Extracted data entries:
◆ ◆ ◆ ◆ ◆ ◆ ◆

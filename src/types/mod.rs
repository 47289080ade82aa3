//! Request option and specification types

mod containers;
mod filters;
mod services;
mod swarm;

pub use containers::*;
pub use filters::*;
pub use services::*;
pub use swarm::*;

◆ ◆ ◆ ◆ ◆ ◆ ◆

- _Work item_
Provide an exact reproduction of all the entries shown above.

- _Response box_
filename src/types/mod.rs
repository 47289080ade82aa3
//! Request option and specification types

mod containers;
mod filters;
mod services;
mod swarm;

pub use containers::*;
pub use filters::*;
pub use services::*;
pub use swarm::*;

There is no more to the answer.